| The strong recovery in the U.S. economy is jeopardized by growing nontraditional headwinds. |
No man is an Island, entire of itself; every man is a piece of the Continent, a part of the main; if a clod be washed away by the sea, Europe is the less, as well as if a promontory were, as well as if a manor of thy friends or of thine own were; any man's death diminsihes me, because I am involved in Mankind; And therefore never send to know for whom the bell tolls: It tolls for thee.-- John Donne, "Meditation XVII"
The bulls have argued for a liquidity-driven advance in the world's stock markets and have pointed to a strong cyclical recovery in corporate profits (2010 S&P 500 profits of $85 a share; $93-plus per share in 2011). Bulls have also cited economic traction seen in improving domestic ISMs, rising leading indicators, a recovery in home sales/prices and an increase in hirings as the ticket to higher stock prices.
I have argued differently. I have argued that no man, including the U.S., is an island.
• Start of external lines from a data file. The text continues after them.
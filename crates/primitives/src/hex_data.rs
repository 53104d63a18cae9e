use std::{fmt, str::FromStr, sync::OnceLock};

use crate::{ValidationError, hex};

static EMPTY: HexData = HexData {
    bytes: OnceLock::new(),
    hex: OnceLock::new(),
};

/// An arbitrary-length byte payload whose canonical string form is
/// `0x`-prefixed, even-length, lowercase hex.
///
/// Either representation may be the one it was constructed from; the other is
/// computed on first access and cached. Both caches are single-assignment, so
/// concurrent first accesses converge on the same value.
pub struct HexData {
    bytes: OnceLock<Vec<u8>>,
    // Always lowercase and `0x`-prefixed.
    hex: OnceLock<String>,
}

impl HexData {
    /// The shared empty payload.
    pub fn empty() -> &'static Self {
        &EMPTY
    }

    /// Constructs a payload from raw bytes.
    pub fn from_bytes(bytes: impl Into<Vec<u8>>) -> Self {
        Self {
            bytes: OnceLock::from(bytes.into()),
            hex: OnceLock::new(),
        }
    }

    /// Constructs a payload from a `0x`-prefixed hex string of any case.
    pub fn from_hex_str(input: &str) -> Result<Self, ValidationError> {
        let digits = input
            .strip_prefix("0x")
            .ok_or(ValidationError::MissingPrefix)?;
        hex::validate_digits(digits)?;

        Ok(Self {
            bytes: OnceLock::new(),
            hex: OnceLock::from(input.to_ascii_lowercase()),
        })
    }

    /// Returns the payload bytes, decoding them from hex on first access.
    pub fn as_bytes(&self) -> &[u8] {
        self.bytes.get_or_init(|| match self.hex.get() {
            // Validated when the payload was constructed.
            Some(hex) => ::hex::decode(&hex[2..]).unwrap_or_default(),
            None => Vec::new(),
        })
    }

    /// Returns the canonical hex form, encoding it on first access.
    pub fn as_hex(&self) -> &str {
        self.hex
            .get_or_init(|| hex::encode_prefixed(self.bytes.get().map_or(&[][..], Vec::as_slice)))
    }

    /// Number of bytes in the payload.
    pub fn len(&self) -> usize {
        match (self.bytes.get(), self.hex.get()) {
            (Some(bytes), _) => bytes.len(),
            (None, Some(hex)) => (hex.len() - 2) / 2,
            (None, None) => 0,
        }
    }

    /// Whether the payload has no bytes.
    pub fn is_empty(&self) -> bool {
        self.len() == 0
    }

    /// Consumes the payload and returns its bytes.
    pub fn into_bytes(self) -> Vec<u8> {
        self.as_bytes();
        self.bytes.into_inner().unwrap_or_default()
    }
}

impl Clone for HexData {
    fn clone(&self) -> Self {
        Self {
            bytes: self.bytes.clone(),
            hex: self.hex.clone(),
        }
    }
}

impl Default for HexData {
    fn default() -> Self {
        Self::from_bytes(Vec::new())
    }
}

impl PartialEq for HexData {
    fn eq(&self, other: &Self) -> bool {
        match (self.hex.get(), other.hex.get()) {
            (Some(this), Some(that)) => this == that,
            _ => self.as_bytes() == other.as_bytes(),
        }
    }
}

impl Eq for HexData {}

impl std::hash::Hash for HexData {
    fn hash<H: std::hash::Hasher>(&self, state: &mut H) {
        self.as_bytes().hash(state);
    }
}

impl AsRef<[u8]> for HexData {
    fn as_ref(&self) -> &[u8] {
        self.as_bytes()
    }
}

impl From<Vec<u8>> for HexData {
    fn from(bytes: Vec<u8>) -> Self {
        Self::from_bytes(bytes)
    }
}

impl From<&[u8]> for HexData {
    fn from(bytes: &[u8]) -> Self {
        Self::from_bytes(bytes)
    }
}

impl FromStr for HexData {
    type Err = ValidationError;

    fn from_str(s: &str) -> Result<Self, Self::Err> {
        Self::from_hex_str(s)
    }
}

impl fmt::Display for HexData {
    fn fmt(&self, f: &mut fmt::Formatter<'_>) -> fmt::Result {
        f.write_str(self.as_hex())
    }
}

impl fmt::Debug for HexData {
    fn fmt(&self, f: &mut fmt::Formatter<'_>) -> fmt::Result {
        write!(f, "HexData({})", self.as_hex())
    }
}

impl alloy_rlp::Encodable for HexData {
    fn encode(&self, out: &mut dyn alloy_rlp::BufMut) {
        alloy_rlp::Encodable::encode(self.as_bytes(), out);
    }

    fn length(&self) -> usize {
        alloy_rlp::Encodable::length(self.as_bytes())
    }
}

impl alloy_rlp::Decodable for HexData {
    fn decode(buf: &mut &[u8]) -> alloy_rlp::Result<Self> {
        alloy_rlp::Header::decode_bytes(buf, false).map(Self::from_bytes)
    }
}

impl serde::Serialize for HexData {
    fn serialize<S: serde::Serializer>(&self, serializer: S) -> Result<S::Ok, S::Error> {
        serializer.serialize_str(self.as_hex())
    }
}

impl<'de> serde::Deserialize<'de> for HexData {
    fn deserialize<D: serde::Deserializer<'de>>(deserializer: D) -> Result<Self, D::Error> {
        let value = <std::borrow::Cow<'de, str>>::deserialize(deserializer)?;
        Self::from_hex_str(&value).map_err(serde::de::Error::custom)
    }
}
use quill_transaction::request::{
    Eip1559, Eip1559Builder, Eip4844, Eip4844Builder, Legacy, LegacyBuilder,
};

/// Gas limit of a plain value transfer.
pub const TRANSFER_GAS_LIMIT: u64 = 21_000;

/// Per-chain defaults for building and submitting transactions.
#[derive(Clone, Debug, PartialEq, Eq)]
pub struct ChainProfile {
    /// EIP-155 chain ID that transactions are bound to
    pub chain_id: u64,
    /// Gas limit used when the caller does not set one
    pub default_gas_limit: u64,
    /// Priority fee used when the caller does not set one, in wei
    pub default_max_priority_fee_per_gas: u128,
}

impl ChainProfile {
    /// A profile for `chain_id` with transfer-sized gas and a 1 gwei tip.
    pub fn new(chain_id: u64) -> Self {
        Self {
            chain_id,
            default_gas_limit: TRANSFER_GAS_LIMIT,
            default_max_priority_fee_per_gas: 1_000_000_000,
        }
    }

    /// Ethereum mainnet, chain ID 1.
    pub fn mainnet() -> Self {
        Self::new(1)
    }

    /// The Sepolia testnet, chain ID 11155111.
    pub fn sepolia() -> Self {
        Self::new(11_155_111)
    }

    /// The local development chain of Hardhat and Anvil.
    pub fn hardhat() -> Self {
        Self::new(31_337)
    }

    /// An EIP-1559 builder with the profile's gas limit and priority fee
    /// filled in. Both can still be overridden.
    pub fn eip1559_builder(&self) -> Eip1559Builder {
        Eip1559::builder()
            .gas_limit(self.default_gas_limit)
            .max_priority_fee_per_gas(self.default_max_priority_fee_per_gas)
    }

    /// A blob transaction builder with the profile's gas limit and priority
    /// fee filled in.
    pub fn eip4844_builder(&self) -> Eip4844Builder {
        Eip4844::builder()
            .gas_limit(self.default_gas_limit)
            .max_priority_fee_per_gas(self.default_max_priority_fee_per_gas)
    }

    /// A legacy builder with the profile's gas limit filled in.
    pub fn legacy_builder(&self) -> LegacyBuilder {
        Legacy::builder().gas_limit(self.default_gas_limit)
    }
}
As the events of the past few weeks have suggested, the last cycle's egregious use of debt and credit has a long tail, and while it favors that the monetary spigots will be turned on for some time to come (a market positive), the aftershock of the last cycle will show up here (in the recesses of our municipalities) and over there (in the too- levered countries around the world). The associated austerity measures (a precondition to municipal fiscal stabilization and sovereign rescue packages) in both corners spell risks to U.S. growth as our state and local governments, as well as Greece, Portugal and Spain resemble walking zombies in the years ahead and become headwinds to economic growth.
While the strong debt deflation headwinds (reflected, in part, in a 10-year U.S. note yield of 3.60%) seem ample reason and justification for the Fed's continued monetary ease and provides some support to the market's reasonable valuation, the key issue for investors is no longer whether a zero interest rate policy will be maintained for the balance of the year (producing ever more liquidity) but whether the strong recovery in the domestic economy is jeopardized by the aforementioned and growing nontraditional headwinds.
It's different this time.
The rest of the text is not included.